(Stored data entries)
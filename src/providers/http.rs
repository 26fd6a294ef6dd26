use async_trait::async_trait;
use log::{debug, error};
use reqwest::Client;
use reqwest::StatusCode;
use reqwest::header::CONTENT_TYPE;
use serde::{Deserialize, Serialize};
use std::time::Duration;

use crate::errors::DetectorError;
use crate::providers::LanguageDetector;

/// Default request timeout for the detection endpoint
pub const DEFAULT_TIMEOUT_SECS: u64 = 30;

/// Body returned by the detection endpoint
#[derive(Debug, Clone, Serialize, Deserialize, PartialEq)]
pub struct LanguageResponse {
    /// Detected language tag
    pub lang: String,
}

/// Client for an HTTP language detection endpoint
///
/// The whole text is POSTed as `text/plain`; the endpoint must answer 200 with
/// `{"lang": "<tag>"}`. No retries are attempted.
#[derive(Debug, Clone)]
pub struct HttpLanguageDetector {
    /// Full URL of the detection endpoint
    endpoint: String,
    /// HTTP client for making requests
    client: Client,
    /// Request timeout in seconds
    timeout_secs: u64,
}

impl HttpLanguageDetector {
    /// Create a detector with the default 30 second timeout
    pub fn new(endpoint: impl Into<String>) -> Self {
        Self::with_timeout(endpoint, DEFAULT_TIMEOUT_SECS)
    }

    /// Create a detector with a custom request timeout
    pub fn with_timeout(endpoint: impl Into<String>, timeout_secs: u64) -> Self {
        Self {
            endpoint: endpoint.into(),
            client: Client::builder()
                .timeout(Duration::from_secs(timeout_secs))
                .build()
                .unwrap_or_default(),
            timeout_secs,
        }
    }

    pub fn endpoint(&self) -> &str {
        &self.endpoint
    }

    fn map_send_error(&self, e: reqwest::Error) -> DetectorError {
        if e.is_timeout() {
            DetectorError::Timeout(self.timeout_secs)
        } else {
            DetectorError::RequestFailed(e.to_string())
        }
    }
}

#[async_trait]
impl LanguageDetector for HttpLanguageDetector {
    async fn detect_language(&self, text: &str) -> Result<String, DetectorError> {
        debug!("Sending {} bytes to language endpoint {}", text.len(), self.endpoint);

        let response = self
            .client
            .post(&self.endpoint)
            .header(CONTENT_TYPE, "text/plain")
            .body(text.to_string())
            .send()
            .await
            .map_err(|e| self.map_send_error(e))?;

        let status = response.status();
        if status != StatusCode::OK {
            let message = response.text().await.unwrap_or_default();
            error!("Language endpoint returned {}: {}", status, message.trim());
            return Err(DetectorError::ApiError {
                status_code: status.as_u16(),
                message,
            });
        }

        let parsed: LanguageResponse = response.json().await.map_err(|e| {
            if e.is_decode() {
                DetectorError::ParseError(e.to_string())
            } else {
                self.map_send_error(e)
            }
        })?;

        debug!("Language endpoint detected '{}'", parsed.lang);
        Ok(parsed.lang)
    }
}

Activity
Copy out the lines above word for word, stopping after the line containing "by the detection endpoint".

Output of the task
filename src/providers/http.rs
repository 26fd6a294ef6dd26
use async_trait::async_trait;
use log::{debug, error};
use reqwest::Client;
use reqwest::StatusCode;
use reqwest::header::CONTENT_TYPE;
use serde::{Deserialize, Serialize};
use std::time::Duration;

use crate::errors::DetectorError;
use crate::providers::LanguageDetector;

/// Default request timeout for the detection endpoint
pub const DEFAULT_TIMEOUT_SECS: u64 = 30;

/// Body returned by the detection endpoint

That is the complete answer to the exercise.